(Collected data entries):

// Copyright (C) 2013-2020 Blockstack PBC, a public benefit corporation
// Copyright (C) 2020-2024 Stacks Open Internet Foundation
//
// This program is free software: you can redistribute it and/or modify
// it under the terms of the GNU General Public License as published by
// the Free Software Foundation, either version 3 of the License, or
// (at your option) any later version.
//
// This program is distributed in the hope that it will be useful,
// but WITHOUT ANY WARRANTY; without even the implied warranty of
// MERCHANTABILITY or FITNESS FOR A PARTICULAR PURPOSE.  See the
// GNU General Public License for more details.
//
// You should have received a copy of the GNU General Public License
// along with this program.  If not, see <http://www.gnu.org/licenses/>.

use sha2::{Digest, Sha256};

use super::Error;

const C32_CHARACTERS: &[u8; 32] = b"0123456789ABCDEFGHJKMNPQRSTVWXYZ";

/// Map one c32 character to its 5-bit value. Lowercase is accepted, and the
/// easily-confused `O`, `L` and `I` normalize to `0`, `1` and `1`.
fn c32_digit(c: u8) -> Option<u8> {
    let normalized = match c.to_ascii_uppercase() {
        b'O' => b'0',
        b'L' | b'I' => b'1',
        other => other,
    };
    C32_CHARACTERS
        .iter()
        .position(|x| *x == normalized)
        .map(|p| p as u8)
}

fn c32_encode(input_bytes: &[u8]) -> String {
    // digits are produced least-significant first and reversed at the end
    let mut digits: Vec<u8> = Vec::with_capacity(input_bytes.len() * 8 / 5 + 1);
    let mut acc: u16 = 0;
    let mut acc_bits = 0u32;

    for byte in input_bytes.iter().rev() {
        acc |= u16::from(*byte) << acc_bits;
        acc_bits += 8;
        while acc_bits >= 5 {
            digits.push(C32_CHARACTERS[(acc & 0x1f) as usize]);
            acc >>= 5;
            acc_bits -= 5;
        }
    }
    if acc_bits > 0 {
        digits.push(C32_CHARACTERS[(acc & 0x1f) as usize]);
    }

    while digits.last() == Some(&C32_CHARACTERS[0]) {
        digits.pop();
    }
    let leading_zero_bytes = input_bytes.iter().take_while(|b| **b == 0).count();
    digits.extend(std::iter::repeat(C32_CHARACTERS[0]).take(leading_zero_bytes));

    digits.iter().rev().map(|c| char::from(*c)).collect()
}

fn c32_decode(input_str: &str) -> Result<Vec<u8>, Error> {
    if !input_str.is_ascii() {
        return Err(Error::InvalidCrockford32);
    }
    let digits = input_str
        .bytes()
        .map(c32_digit)
        .collect::<Option<Vec<u8>>>()
        .ok_or(Error::InvalidCrockford32)?;

    let mut bytes: Vec<u8> = Vec::with_capacity(digits.len() * 5 / 8 + 1);
    let mut acc: u16 = 0;
    let mut acc_bits = 0u32;
    for digit in digits.iter().rev() {
        acc |= u16::from(*digit) << acc_bits;
        acc_bits += 5;
        if acc_bits >= 8 {
            bytes.push((acc & 0xff) as u8);
            acc >>= 8;
            acc_bits -= 8;
        }
    }
    if acc_bits > 0 {
        bytes.push(acc as u8);
    }

    while bytes.last() == Some(&0) {
        bytes.pop();
    }
    let leading_zero_digits = digits.iter().take_while(|d| **d == 0).count();
    bytes.extend(std::iter::repeat(0u8).take(leading_zero_digits));

    bytes.reverse();
    Ok(bytes)
}

fn double_sha256_checksum(data: &[u8]) -> [u8; 4] {
    let digest = Sha256::digest(Sha256::digest(data));
    [digest[0], digest[1], digest[2], digest[3]]
}

fn c32_check_encode(version: u8, data: &[u8]) -> Result<String, Error> {
    if version >= 32 {
        return Err(Error::InvalidVersion(version));
    }

    let mut check_data = Vec::with_capacity(data.len() + 1);
    check_data.push(version);
    check_data.extend_from_slice(data);
    let checksum = double_sha256_checksum(&check_data);

    let mut encoding_data = data.to_vec();
    encoding_data.extend_from_slice(&checksum);

    Ok(format!(
        "{}{}",
        char::from(C32_CHARACTERS[version as usize]),
        c32_encode(&encoding_data)
    ))
}

fn c32_check_decode(check_data: &str) -> Result<(u8, Vec<u8>), Error> {
    if !check_data.is_ascii() || check_data.len() < 2 {
        return Err(Error::InvalidCrockford32);
    }
    let (version_str, data_str) = check_data.split_at(1);

    let version = c32_digit(version_str.as_bytes()[0]).ok_or(Error::InvalidCrockford32)?;
    let data_sum_bytes = c32_decode(data_str)?;
    if data_sum_bytes.len() < 5 {
        return Err(Error::InvalidCrockford32);
    }
    let (data_bytes, expected_sum) = data_sum_bytes.split_at(data_sum_bytes.len() - 4);

    let mut versioned = vec![version];
    versioned.extend_from_slice(data_bytes);
    let computed_sum = double_sha256_checksum(&versioned);
    if computed_sum[..] != expected_sum[..] {
        let expected = [expected_sum[0], expected_sum[1], expected_sum[2], expected_sum[3]];
        return Err(Error::BadChecksum(
            u32::from_le_bytes(computed_sum),
            u32::from_le_bytes(expected),
        ));
    }

    Ok((version, data_bytes.to_vec()))
}

pub fn c32_address_decode(c32_address_str: &str) -> Result<(u8, Vec<u8>), Error> {
    match c32_address_str.strip_prefix('S') {
        Some(rest) if rest.len() > 4 => c32_check_decode(rest),
        _ => Err(Error::InvalidCrockford32),
    }
}

pub fn c32_address(version: u8, data: &[u8]) -> Result<String, Error> {
    let c32_string = c32_check_encode(version, data)?;
    Ok(format!("S{}", c32_string))
}
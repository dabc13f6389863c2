// Copyright (C) 2013-2020 Blockstack PBC, a public benefit corporation
// Copyright (C) 2020-2024 Stacks Open Internet Foundation
//
// This program is free software: you can redistribute it and/or modify
// it under the terms of the GNU General Public License as published by
// the Free Software Foundation, either version 3 of the License, or
// (at your option) any later version.
//
// This program is distributed in the hope that it will be useful,
// but WITHOUT ANY WARRANTY; without even the implied warranty of
// MERCHANTABILITY or FITNESS FOR A PARTICULAR PURPOSE.  See the
// GNU General Public License for more details.
//
// You should have received a copy of the GNU General Public License
// along with this program.  If not, see <http://www.gnu.org/licenses/>.

//! The stacking contract: keyed state, transactions and read-only queries.

use pox_common::types::PrincipalData;
use pox_common::util::hash::Sha256Sum;
use pox_common::{debug, error, info, trace};
use serde::Serialize;
use serde_json::{json, Value as JsonValue};
use slog::{slog_debug, slog_error, slog_info, slog_trace};

use crate::address::PoxAddress;
use crate::balances::{StxAccount, StxBalances, StxLock};
use crate::burnchain::CycleError;
use crate::config::PoxConfig;
use crate::errors::{AuthError, StackingError};
use crate::events::{pox_addr_json, signer_key_json, PoxEvent, PoxEventName};
use crate::signed_structured_data::pox4::{
    make_pox_4_signer_key_message_hash, Pox4SignatureTopic,
};
use crate::signer_auth::{
    parse_signer_key, signer_key_principal, AuthGrant, AuthRequest, SignerArgs,
    SignerAuthMessage, SignerKeyVerifier,
};
use crate::state::{PoxData, RewardSetEntry, StackingState};
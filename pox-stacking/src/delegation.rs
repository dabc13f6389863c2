// Copyright (C) 2013-2020 Blockstack PBC, a public benefit corporation
// Copyright (C) 2020-2024 Stacks Open Internet Foundation
//
// This program is free software: you can redistribute it and/or modify
// it under the terms of the GNU General Public License as published by
// the Free Software Foundation, either version 3 of the License, or
// (at your option) any later version.
//
// This program is distributed in the hope that it will be useful,
// but WITHOUT ANY WARRANTY; without even the implied warranty of
// MERCHANTABILITY or FITNESS FOR A PARTICULAR PURPOSE.  See the
// GNU General Public License for more details.
//
// You should have received a copy of the GNU General Public License
// along with this program.  If not, see <http://www.gnu.org/licenses/>.

//! Delegated stacking: a stacker grants an operator the right to lock its
//! STX, and the operator pools those locks into partial-stacked totals that
//! it later commits with an aggregation commit.

use pox_common::info;
use pox_common::types::PrincipalData;
use serde_json::json;
use slog::slog_info;

use crate::address::PoxAddress;
use crate::balances::StxBalances;
use crate::contract::{finish, PoxContract};
use crate::errors::StackingError;
use crate::events::{pox_addr_json, PoxEventName};
use crate::stacking::{ExtendReceipt, IncreaseReceipt, LockReceipt};
use crate::state::{DelegationGrant, PartialStackedKey, StackingState};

(Task prompt): May I have exactly the lines from the one containing "use slog::slog_info;" through the last line of the data, both included?

(Answer space):
use slog::slog_info;

use crate::address::PoxAddress;
use crate::balances::StxBalances;
use crate::contract::{finish, PoxContract};
use crate::errors::StackingError;
use crate::events::{pox_addr_json, PoxEventName};
use crate::stacking::{ExtendReceipt, IncreaseReceipt, LockReceipt};
use crate::state::{DelegationGrant, PartialStackedKey, StackingState};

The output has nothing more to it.